[Work instruction] Repeat the material below. Keep every line exactly as written.

*****

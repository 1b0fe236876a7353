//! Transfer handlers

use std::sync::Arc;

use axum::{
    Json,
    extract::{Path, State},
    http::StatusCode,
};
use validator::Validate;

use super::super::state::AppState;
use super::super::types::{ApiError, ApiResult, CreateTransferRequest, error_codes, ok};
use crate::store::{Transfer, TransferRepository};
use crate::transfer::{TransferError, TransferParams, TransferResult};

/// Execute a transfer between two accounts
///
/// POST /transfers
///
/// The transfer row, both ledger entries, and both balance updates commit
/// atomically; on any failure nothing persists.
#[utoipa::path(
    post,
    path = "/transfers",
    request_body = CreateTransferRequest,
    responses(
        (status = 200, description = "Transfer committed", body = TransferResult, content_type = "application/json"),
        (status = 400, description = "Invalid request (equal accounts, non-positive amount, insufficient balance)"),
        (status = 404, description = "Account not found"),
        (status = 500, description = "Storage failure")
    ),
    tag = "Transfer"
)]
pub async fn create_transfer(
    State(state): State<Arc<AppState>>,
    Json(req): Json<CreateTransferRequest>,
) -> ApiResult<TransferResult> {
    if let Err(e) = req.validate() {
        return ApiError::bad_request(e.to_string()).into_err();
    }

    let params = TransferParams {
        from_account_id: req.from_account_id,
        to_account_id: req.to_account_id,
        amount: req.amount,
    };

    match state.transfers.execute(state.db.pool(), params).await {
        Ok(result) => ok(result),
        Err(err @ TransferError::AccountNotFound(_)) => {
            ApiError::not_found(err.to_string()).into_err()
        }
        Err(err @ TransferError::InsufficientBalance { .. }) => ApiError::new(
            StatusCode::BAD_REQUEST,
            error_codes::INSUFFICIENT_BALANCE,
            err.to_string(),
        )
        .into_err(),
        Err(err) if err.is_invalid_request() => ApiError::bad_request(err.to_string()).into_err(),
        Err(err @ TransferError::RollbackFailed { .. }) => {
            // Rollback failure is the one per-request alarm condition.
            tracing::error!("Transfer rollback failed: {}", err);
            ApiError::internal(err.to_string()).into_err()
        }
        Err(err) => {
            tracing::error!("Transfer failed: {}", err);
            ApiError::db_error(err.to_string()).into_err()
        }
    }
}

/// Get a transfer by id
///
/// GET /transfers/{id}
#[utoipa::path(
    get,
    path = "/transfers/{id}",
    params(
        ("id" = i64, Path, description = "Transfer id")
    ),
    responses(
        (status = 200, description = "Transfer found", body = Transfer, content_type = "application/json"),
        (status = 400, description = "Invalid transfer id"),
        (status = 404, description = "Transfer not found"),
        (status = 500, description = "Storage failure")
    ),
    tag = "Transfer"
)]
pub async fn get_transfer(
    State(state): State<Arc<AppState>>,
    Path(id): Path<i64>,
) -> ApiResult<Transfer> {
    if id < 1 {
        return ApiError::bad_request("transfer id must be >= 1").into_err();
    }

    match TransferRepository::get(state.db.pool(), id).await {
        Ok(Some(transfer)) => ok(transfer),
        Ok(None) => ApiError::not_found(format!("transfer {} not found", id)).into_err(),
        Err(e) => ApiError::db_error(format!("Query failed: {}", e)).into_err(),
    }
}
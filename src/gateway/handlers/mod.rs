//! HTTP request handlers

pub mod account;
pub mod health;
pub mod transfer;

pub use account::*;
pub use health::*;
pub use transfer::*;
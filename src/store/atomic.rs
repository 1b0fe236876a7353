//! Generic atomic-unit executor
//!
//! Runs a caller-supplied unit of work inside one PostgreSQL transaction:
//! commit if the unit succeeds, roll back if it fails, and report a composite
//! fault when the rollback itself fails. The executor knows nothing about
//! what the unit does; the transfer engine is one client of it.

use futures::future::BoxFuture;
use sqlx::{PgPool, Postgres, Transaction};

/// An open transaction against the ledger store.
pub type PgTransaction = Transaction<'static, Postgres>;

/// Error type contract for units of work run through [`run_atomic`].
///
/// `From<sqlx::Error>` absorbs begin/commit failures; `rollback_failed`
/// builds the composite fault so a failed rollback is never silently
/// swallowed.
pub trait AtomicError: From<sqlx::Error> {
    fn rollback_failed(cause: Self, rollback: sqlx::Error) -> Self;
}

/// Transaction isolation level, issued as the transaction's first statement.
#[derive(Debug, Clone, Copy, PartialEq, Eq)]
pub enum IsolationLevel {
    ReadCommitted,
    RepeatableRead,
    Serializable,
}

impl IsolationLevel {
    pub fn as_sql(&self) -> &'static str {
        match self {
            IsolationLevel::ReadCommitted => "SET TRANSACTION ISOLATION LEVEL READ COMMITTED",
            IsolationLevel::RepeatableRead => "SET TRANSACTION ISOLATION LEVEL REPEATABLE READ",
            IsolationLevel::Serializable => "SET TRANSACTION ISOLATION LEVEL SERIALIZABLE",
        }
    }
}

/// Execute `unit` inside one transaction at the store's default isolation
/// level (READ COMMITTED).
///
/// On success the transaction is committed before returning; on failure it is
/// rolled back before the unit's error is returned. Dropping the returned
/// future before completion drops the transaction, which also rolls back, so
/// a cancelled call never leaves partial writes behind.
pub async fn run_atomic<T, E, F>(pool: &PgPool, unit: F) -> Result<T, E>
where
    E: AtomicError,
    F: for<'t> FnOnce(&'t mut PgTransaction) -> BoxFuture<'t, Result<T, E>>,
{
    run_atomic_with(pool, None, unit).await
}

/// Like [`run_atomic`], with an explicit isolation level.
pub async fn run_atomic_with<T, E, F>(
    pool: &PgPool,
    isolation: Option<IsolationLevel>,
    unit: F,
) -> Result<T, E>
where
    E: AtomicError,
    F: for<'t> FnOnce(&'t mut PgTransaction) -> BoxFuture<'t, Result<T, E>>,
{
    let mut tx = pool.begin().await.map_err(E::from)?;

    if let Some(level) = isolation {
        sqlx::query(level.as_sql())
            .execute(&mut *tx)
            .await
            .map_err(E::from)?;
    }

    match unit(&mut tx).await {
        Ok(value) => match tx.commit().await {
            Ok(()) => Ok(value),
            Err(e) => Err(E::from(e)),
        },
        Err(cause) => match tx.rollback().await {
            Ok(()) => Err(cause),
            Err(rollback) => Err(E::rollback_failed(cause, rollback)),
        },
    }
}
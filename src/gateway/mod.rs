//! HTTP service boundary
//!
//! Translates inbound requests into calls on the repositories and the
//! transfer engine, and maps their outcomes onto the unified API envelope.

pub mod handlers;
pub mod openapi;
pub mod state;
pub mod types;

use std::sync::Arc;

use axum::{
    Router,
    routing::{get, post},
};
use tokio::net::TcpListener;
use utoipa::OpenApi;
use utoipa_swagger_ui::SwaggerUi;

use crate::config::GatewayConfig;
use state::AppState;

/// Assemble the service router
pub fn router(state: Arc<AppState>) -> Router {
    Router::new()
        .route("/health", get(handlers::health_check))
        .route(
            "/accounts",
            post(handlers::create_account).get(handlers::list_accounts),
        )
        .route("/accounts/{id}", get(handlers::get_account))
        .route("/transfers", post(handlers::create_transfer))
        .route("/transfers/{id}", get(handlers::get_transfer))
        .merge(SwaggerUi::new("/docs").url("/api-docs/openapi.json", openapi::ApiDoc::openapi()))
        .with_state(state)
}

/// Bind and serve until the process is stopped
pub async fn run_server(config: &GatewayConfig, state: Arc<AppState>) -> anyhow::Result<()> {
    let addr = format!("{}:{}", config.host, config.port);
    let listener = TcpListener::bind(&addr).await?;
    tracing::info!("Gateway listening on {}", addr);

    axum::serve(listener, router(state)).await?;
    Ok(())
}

*****

[Answer section]
repository 1b0fe236876a7353
//! Transfer handlers

use std::sync::Arc;

use axum::{
    Json,
    extract::{Path, State},
    http::StatusCode,
};
use validator::Validate;

use super::super::state::AppState;
use super::super::types::{ApiError, ApiResult, CreateTransferRequest, error_codes, ok};
use crate::store::{Transfer, TransferRepository};
use crate::transfer::{TransferError, TransferParams, TransferResult};

/// Execute a transfer between two accounts
///
/// POST /transfers
///
/// The transfer row, both ledger entries, and both balance updates commit
/// atomically; on any failure nothing persists.
#[utoipa::path(
    post,
    path = "/transfers",
    request_body = CreateTransferRequest,
    responses(
        (status = 200, description = "Transfer committed", body = TransferResult, content_type = "application/json"),
        (status = 400, description = "Invalid request (equal accounts, non-positive amount, insufficient balance)"),
        (status = 404, description = "Account not found"),
        (status = 500, description = "Storage failure")
    ),
    tag = "Transfer"
)]
pub async fn create_transfer(
    State(state): State<Arc<AppState>>,
    Json(req): Json<CreateTransferRequest>,
) -> ApiResult<TransferResult> {
    if let Err(e) = req.validate() {
        return ApiError::bad_request(e.to_string()).into_err();
    }

    let params = TransferParams {
        from_account_id: req.from_account_id,
        to_account_id: req.to_account_id,
        amount: req.amount,
    };

    match state.transfers.execute(state.db.pool(), params).await {
        Ok(result) => ok(result),
        Err(err @ TransferError::AccountNotFound(_)) => {
            ApiError::not_found(err.to_string()).into_err()
        }
        Err(err @ TransferError::InsufficientBalance { .. }) => ApiError::new(
            StatusCode::BAD_REQUEST,
            error_codes::INSUFFICIENT_BALANCE,
            err.to_string(),
        )
        .into_err(),
        Err(err) if err.is_invalid_request() => ApiError::bad_request(err.to_string()).into_err(),
        Err(err @ TransferError::RollbackFailed { .. }) => {
            // Rollback failure is the one per-request alarm condition.
            tracing::error!("Transfer rollback failed: {}", err);
            ApiError::internal(err.to_string()).into_err()
        }
        Err(err) => {
            tracing::error!("Transfer failed: {}", err);
            ApiError::db_error(err.to_string()).into_err()
        }
    }
}

/// Get a transfer by id
///
/// GET /transfers/{id}
#[utoipa::path(
    get,
    path = "/transfers/{id}",
    params(
        ("id" = i64, Path, description = "Transfer id")
    ),
    responses(
        (status = 200, description = "Transfer found", body = Transfer, content_type = "application/json"),
        (status = 400, description = "Invalid transfer id"),
        (status = 404, description = "Transfer not found"),
        (status = 500, description = "Storage failure")
    ),
    tag = "Transfer"
)]
pub async fn get_transfer(
    State(state): State<Arc<AppState>>,
    Path(id): Path<i64>,
) -> ApiResult<Transfer> {
    if id < 1 {
        return ApiError::bad_request("transfer id must be >= 1").into_err();
    }

    match TransferRepository::get(state.db.pool(), id).await {
        Ok(Some(transfer)) => ok(transfer),
        Ok(None) => ApiError::not_found(format!("transfer {} not found", id)).into_err(),
        Err(e) => ApiError::db_error(format!("Query failed: {}", e)).into_err(),
    }
}
filename src/gateway/handlers/mod.rs
//! HTTP request handlers

pub mod account;
pub mod health;
pub mod transfer;

pub use account::*;
pub use health::*;
pub use transfer::*;
filename src/store/atomic.rs
repository 1b0fe236876a7353
//! Generic atomic-unit executor
//!
//! Runs a caller-supplied unit of work inside one PostgreSQL transaction:
//! commit if the unit succeeds, roll back if it fails, and report a composite
//! fault when the rollback itself fails. The executor knows nothing about
//! what the unit does; the transfer engine is one client of it.

use futures::future::BoxFuture;
use sqlx::{PgPool, Postgres, Transaction};

/// An open transaction against the ledger store.
pub type PgTransaction = Transaction<'static, Postgres>;

/// Error type contract for units of work run through [`run_atomic`].
///
/// `From<sqlx::Error>` absorbs begin/commit failures; `rollback_failed`
/// builds the composite fault so a failed rollback is never silently
/// swallowed.
pub trait AtomicError: From<sqlx::Error> {
    fn rollback_failed(cause: Self, rollback: sqlx::Error) -> Self;
}

/// Transaction isolation level, issued as the transaction's first statement.
#[derive(Debug, Clone, Copy, PartialEq, Eq)]
pub enum IsolationLevel {
    ReadCommitted,
    RepeatableRead,
    Serializable,
}

impl IsolationLevel {
    pub fn as_sql(&self) -> &'static str {
        match self {
            IsolationLevel::ReadCommitted => "SET TRANSACTION ISOLATION LEVEL READ COMMITTED",
            IsolationLevel::RepeatableRead => "SET TRANSACTION ISOLATION LEVEL REPEATABLE READ",
            IsolationLevel::Serializable => "SET TRANSACTION ISOLATION LEVEL SERIALIZABLE",
        }
    }
}

/// Execute `unit` inside one transaction at the store's default isolation
/// level (READ COMMITTED).
///
/// On success the transaction is committed before returning; on failure it is
/// rolled back before the unit's error is returned. Dropping the returned
/// future before completion drops the transaction, which also rolls back, so
/// a cancelled call never leaves partial writes behind.
pub async fn run_atomic<T, E, F>(pool: &PgPool, unit: F) -> Result<T, E>
where
    E: AtomicError,
    F: for<'t> FnOnce(&'t mut PgTransaction) -> BoxFuture<'t, Result<T, E>>,
{
    run_atomic_with(pool, None, unit).await
}

/// Like [`run_atomic`], with an explicit isolation level.
pub async fn run_atomic_with<T, E, F>(
    pool: &PgPool,
    isolation: Option<IsolationLevel>,
    unit: F,
) -> Result<T, E>
where
    E: AtomicError,
    F: for<'t> FnOnce(&'t mut PgTransaction) -> BoxFuture<'t, Result<T, E>>,
{
    let mut tx = pool.begin().await.map_err(E::from)?;

    if let Some(level) = isolation {
        sqlx::query(level.as_sql())
            .execute(&mut *tx)
            .await
            .map_err(E::from)?;
    }

    match unit(&mut tx).await {
        Ok(value) => match tx.commit().await {
            Ok(()) => Ok(value),
            Err(e) => Err(E::from(e)),
        },
        Err(cause) => match tx.rollback().await {
            Ok(()) => Err(cause),
            Err(rollback) => Err(E::rollback_failed(cause, rollback)),
        },
    }
}
filename src/gateway/mod.rs
//! HTTP service boundary
//!
//! Translates inbound requests into calls on the repositories and the
//! transfer engine, and maps their outcomes onto the unified API envelope.

pub mod handlers;
pub mod openapi;
pub mod state;
pub mod types;

use std::sync::Arc;

use axum::{
    Router,
    routing::{get, post},
};
use tokio::net::TcpListener;
use utoipa::OpenApi;
use utoipa_swagger_ui::SwaggerUi;

use crate::config::GatewayConfig;
use state::AppState;

/// Assemble the service router
pub fn router(state: Arc<AppState>) -> Router {
    Router::new()
        .route("/health", get(handlers::health_check))
        .route(
            "/accounts",
            post(handlers::create_account).get(handlers::list_accounts),
        )
        .route("/accounts/{id}", get(handlers::get_account))
        .route("/transfers", post(handlers::create_transfer))
        .route("/transfers/{id}", get(handlers::get_transfer))
        .merge(SwaggerUi::new("/docs").url("/api-docs/openapi.json", openapi::ApiDoc::openapi()))
        .with_state(state)
}

/// Bind and serve until the process is stopped
pub async fn run_server(config: &GatewayConfig, state: Arc<AppState>) -> anyhow::Result<()> {
    let addr = format!("{}:{}", config.host, config.port);
    let listener = TcpListener::bind(&addr).await?;
    tracing::info!("Gateway listening on {}", addr);

    axum::serve(listener, router(state)).await?;
    Ok(())
}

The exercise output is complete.